Mr. Speaker, it is a pleasure for me to rise and give my comments on the budget. I am really torn because I would love to jump into the debate that just went on, both with regard to who has credibility on the file and past budgets and when I see what the Liberal Party has done to this nation and how we could have been debt free if we had not decided to go into deficit budgeting.
I will not do that. I really want to stick to my theme, which is health care. I want to first of all explain to this House, because so many get it wrong, that we are a party that is firmly committed to universal health care. We are a party that is firmly committed to timely access to quality care regardless of a person's individual ability to pay. We are a party that understands Canada's health care system is the number one concern of Canadians.

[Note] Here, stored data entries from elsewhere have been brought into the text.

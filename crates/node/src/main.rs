//! Settlement Node
//!
//! Runs a DA-clocked sequencer devnet in one process: a local DA chain, a
//! staking registry, the configured node and any number of extra sequencers.
//! The configured node serves JSON-RPC.

use anyhow::Result;
use clap::Parser;
use config::{GenesisAccount, NodeConfig};
use devnet::Devnet;
use rpc_server::HttpRpcServer;
use settlement_primitives::Role;
use std::path::PathBuf;
use std::sync::Arc;
use tracing_subscriber::{layer::SubscriberExt, util::SubscriberInitExt, EnvFilter};

mod config;
mod devnet;

/// DA-clocked settlement sequencer
#[derive(Parser, Debug)]
#[command(name = "settlement-node")]
#[command(about = "DA-clocked sequencer devnet for the settlement chain", long_about = None)]
struct Args {
    /// JSON config file; flags below override it
    #[arg(long)]
    config: Option<PathBuf>,

    /// Node role (bootstrap-sequencer, sequencer, validator, watchtower)
    #[arg(long)]
    role: Option<Role>,

    /// Extra in-process sequencers
    #[arg(long)]
    sequencers: Option<usize>,

    /// Minimum spacing between block timestamps in milliseconds, at least 1000
    #[arg(long)]
    block_time_ms: Option<u64>,

    /// Local DA block interval in milliseconds
    #[arg(long)]
    da_block_time_ms: Option<u64>,

    /// DA application id
    #[arg(long)]
    app_id: Option<u32>,

    /// HTTP RPC bind address
    #[arg(long)]
    rpc_addr: Option<String>,

    /// Data directory for persistent chain data
    #[arg(long)]
    data_dir: Option<PathBuf>,

    /// Genesis allocation as ADDRESS=BALANCE, repeatable
    #[arg(long = "alloc")]
    alloc: Vec<GenesisAccount>,

    /// Log level (trace, debug, info, warn, error)
    #[arg(long, default_value = "info")]
    log_level: String,
}

impl Args {
    fn into_config(self) -> Result<NodeConfig> {
        let mut config = match &self.config {
            Some(path) => NodeConfig::load(path)?,
            None => NodeConfig::default(),
        };

        if let Some(role) = self.role {
            config.role = role;
        }
        if let Some(sequencers) = self.sequencers {
            config.sequencers = sequencers;
        }
        if let Some(ms) = self.block_time_ms {
            config.block_time_ms = ms;
        }
        if let Some(ms) = self.da_block_time_ms {
            config.da_block_time_ms = ms;
        }
        if let Some(app_id) = self.app_id {
            config.app_id = app_id;
        }
        if let Some(addr) = self.rpc_addr {
            config.rpc_addr = addr;
        }
        if self.data_dir.is_some() {
            config.data_dir = self.data_dir;
        }
        config.alloc.extend(self.alloc);

        config.validate()?;
        Ok(config)
    }
}

#[tokio::main]
async fn main() -> Result<()> {
    let args = Args::parse();

    // Initialize logging
    let filter =
        EnvFilter::try_from_default_env().unwrap_or_else(|_| EnvFilter::new(&args.log_level));

    tracing_subscriber::registry()
        .with(filter)
        .with(tracing_subscriber::fmt::layer())
        .init();

    let config = args.into_config()?;

    tracing::info!("Starting settlement node - {}", config.role.as_str().to_uppercase());
    tracing::info!("  HTTP RPC: {}", config.rpc_addr);
    tracing::info!("  Extra sequencers: {}", config.sequencers);
    tracing::info!("  Block time: {}ms", config.block_time_ms);
    tracing::info!("  DA block time: {}ms", config.da_block_time_ms);
    tracing::info!("  App id: {}", config.app_id);
    match &config.data_dir {
        Some(dir) => tracing::info!("  Data directory: {:?}", dir),
        None => tracing::info!("  Data directory: none, chain kept in memory"),
    }
    for account in &config.alloc {
        tracing::info!("  Genesis account {}: {}", account.address, account.balance);
    }

    let devnet = Devnet::start(&config)?;

    // Start HTTP RPC server
    let http_context = Arc::new(devnet.rpc_context());
    let http_addr = config.rpc_addr.clone();
    let http_server = tokio::spawn(async move {
        let server = HttpRpcServer::new(http_context);
        if let Err(e) = server.run(&http_addr).await {
            tracing::error!("HTTP RPC server error: {}", e);
        }
    });

    tracing::info!("Node {} running. Press Ctrl+C to stop.", devnet.primary().address);

    // Wait for shutdown signal
    tokio::signal::ctrl_c().await?;

    tracing::info!("Shutting down...");
    http_server.abort();
    devnet.shutdown().await?;

    tracing::info!("Node stopped");
    Ok(())
}
//! Node signing key

use crate::hash::Address;
use ed25519_dalek::{Signer, SigningKey};
use rand::rngs::OsRng;

/// ed25519 key a sequencer seals blocks with and stakes under
#[derive(Clone)]
pub struct NodeKey {
    signing_key: SigningKey,
}

impl NodeKey {
    /// Generate a fresh random key
    pub fn generate() -> Self {
        Self {
            signing_key: SigningKey::generate(&mut OsRng),
        }
    }

    /// Rebuild a key from its 32-byte secret
    pub fn from_secret(secret: &[u8; 32]) -> Self {
        Self {
            signing_key: SigningKey::from_bytes(secret),
        }
    }

    pub fn secret_bytes(&self) -> [u8; 32] {
        self.signing_key.to_bytes()
    }

    pub fn public_key(&self) -> [u8; 32] {
        self.signing_key.verifying_key().to_bytes()
    }

    pub fn address(&self) -> Address {
        Address::from_public_key(&self.public_key())
    }

    pub fn sign(&self, message: &[u8]) -> [u8; 64] {
        self.signing_key.sign(message).to_bytes()
    }
}

impl std::fmt::Debug for NodeKey {
    fn fmt(&self, f: &mut std::fmt::Formatter<'_>) -> std::fmt::Result {
        f.debug_struct("NodeKey")
            .field("address", &self.address())
            .finish_non_exhaustive()
    }
}
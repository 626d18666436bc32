//! Fraud markers travelling through the worker's tick loop

use super::{fraud_marker, sealed_child, FakeChain, FakeExecutor, FakePool, FakeStaking};
use crate::fraud::FraudConfig;
use crate::interfaces::ChainStore;
use crate::worker::{SequencerWorker, SequencerWorkerBuilder, TickOutcome, WorkerConfig};
use da_bridge::{DaAccount, DaBlock, DaExtrinsic, LocalDa, LOCAL_CALL_INDEX};
use settlement_primitives::{NodeKey, Role, SettlementBlock, H256};
use std::sync::Arc;

const APP: u32 = 11;

fn watchtower(chain: Arc<FakeChain>, staking: Arc<FakeStaking>) -> SequencerWorker {
    SequencerWorkerBuilder::new(NodeKey::generate())
        .config(WorkerConfig {
            role: Role::WatchTower,
            app_id: APP,
            fraud: FraudConfig { dispute_window: 2 },
            ..Default::default()
        })
        .da(Arc::new(LocalDa::new()), DaAccount::new(NodeKey::generate()))
        .chain(chain)
        .executor(Arc::new(FakeExecutor::default()))
        .pool(FakePool::with(Vec::new()))
        .staking(staking)
        .build()
        .unwrap()
}

fn da_block(number: u64, blocks: &[&SettlementBlock]) -> DaBlock {
    let account = DaAccount::new(NodeKey::generate());
    DaBlock {
        number,
        hash: H256::digest(&number.to_le_bytes()),
        parent_hash: H256::ZERO,
        timestamp: 0,
        extrinsics: blocks
            .iter()
            .enumerate()
            .map(|(i, b)| DaExtrinsic::signed(&account, APP, LOCAL_CALL_INDEX, i as u64, b.to_bytes()))
            .collect(),
    }
}

#[tokio::test]
async fn test_forged_block_gets_miner_slashed() {
    let chain = Arc::new(FakeChain::new());
    let forger = NodeKey::generate();
    let staking = Arc::new(FakeStaking::with(vec![forger.address()]));
    let mut worker = watchtower(chain.clone(), staking.clone());
    worker.prepare().await.unwrap();

    let mut forged = sealed_child(&chain.header(), &forger, Vec::new());
    forged.header.state_root = H256::digest(b"minted out of thin air");
    forged.header.write_seal(&forger);

    worker.on_tick(&da_block(1, &[&forged])).await.unwrap();
    assert_eq!(chain.header().hash, forged.hash());

    let marker = fraud_marker(&chain.header(), forged.hash());
    let outcome = worker.on_tick(&da_block(2, &[&marker])).await.unwrap();

    assert_eq!(outcome, TickOutcome::Passive);
    assert_eq!(staking.slashed(), vec![forger.address()]);
    assert_eq!(worker.subscribe().borrow().fraud_pending, 0);
}

#[tokio::test]
async fn test_accusing_honest_block_is_rejected() {
    let chain = Arc::new(FakeChain::new());
    let miner = NodeKey::generate();
    let staking = Arc::new(FakeStaking::with(vec![miner.address()]));
    let mut worker = watchtower(chain.clone(), staking.clone());
    worker.prepare().await.unwrap();

    let honest = sealed_child(&chain.header(), &miner, Vec::new());
    let marker = fraud_marker(&honest.header, honest.hash());

    worker.on_tick(&da_block(1, &[&honest, &marker])).await.unwrap();

    assert!(staking.slashed().is_empty());
    assert_eq!(worker.subscribe().borrow().fraud_pending, 0);
    // the marker block itself never lands in the chain
    assert_eq!(chain.header().hash, honest.hash());
}

#[tokio::test]
async fn test_unknown_accused_block_expires() {
    let chain = Arc::new(FakeChain::new());
    let staking = Arc::new(FakeStaking::default());
    let mut worker = watchtower(chain.clone(), staking.clone());
    worker.prepare().await.unwrap();

    let marker = fraud_marker(&chain.header(), H256::digest(b"never seen"));
    worker.on_tick(&da_block(10, &[&marker])).await.unwrap();
    assert_eq!(worker.subscribe().borrow().fraud_pending, 1);

    worker.on_tick(&da_block(12, &[])).await.unwrap();
    assert_eq!(worker.subscribe().borrow().fraud_pending, 1);

    worker.on_tick(&da_block(13, &[])).await.unwrap();
    assert_eq!(worker.subscribe().borrow().fraud_pending, 0);
    assert!(staking.slashed().is_empty());
}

I do not think we have a Prime Minister who quite understands that yet. He is an individual who has absolutely no credibility with regard to health care. What he has done on health care in the last decade over the tenure of the government has to be understood before we can truly get into an understanding of what happened in this budget with regard to health care.
I will quote his words of last November 9 in the Winnipeg Free Press . He said, “The best proof of what I am going to do in the future is what I have done in the past”. If that is indeed true, then it will be a sorry state for health care in the future, because what he has done in the past has absolutely destroyed it as far as pulling the dollars and cents away from health care and leaving it to drift over the last decade.
I know that full well. I worked in the health care system for 20 years. During that time period I remember going to Red Deer, Alberta, where we had to get the best minds in Alberta to decide what we were going to do to deal with the massive deficit of $900 million in one year. To make a long story short, the removal of dollars from the federal responsibility in health care ended up on the backs of those good, hard-working men and women in the industry who took a 5% rollback in Alberta to deal with that deficit.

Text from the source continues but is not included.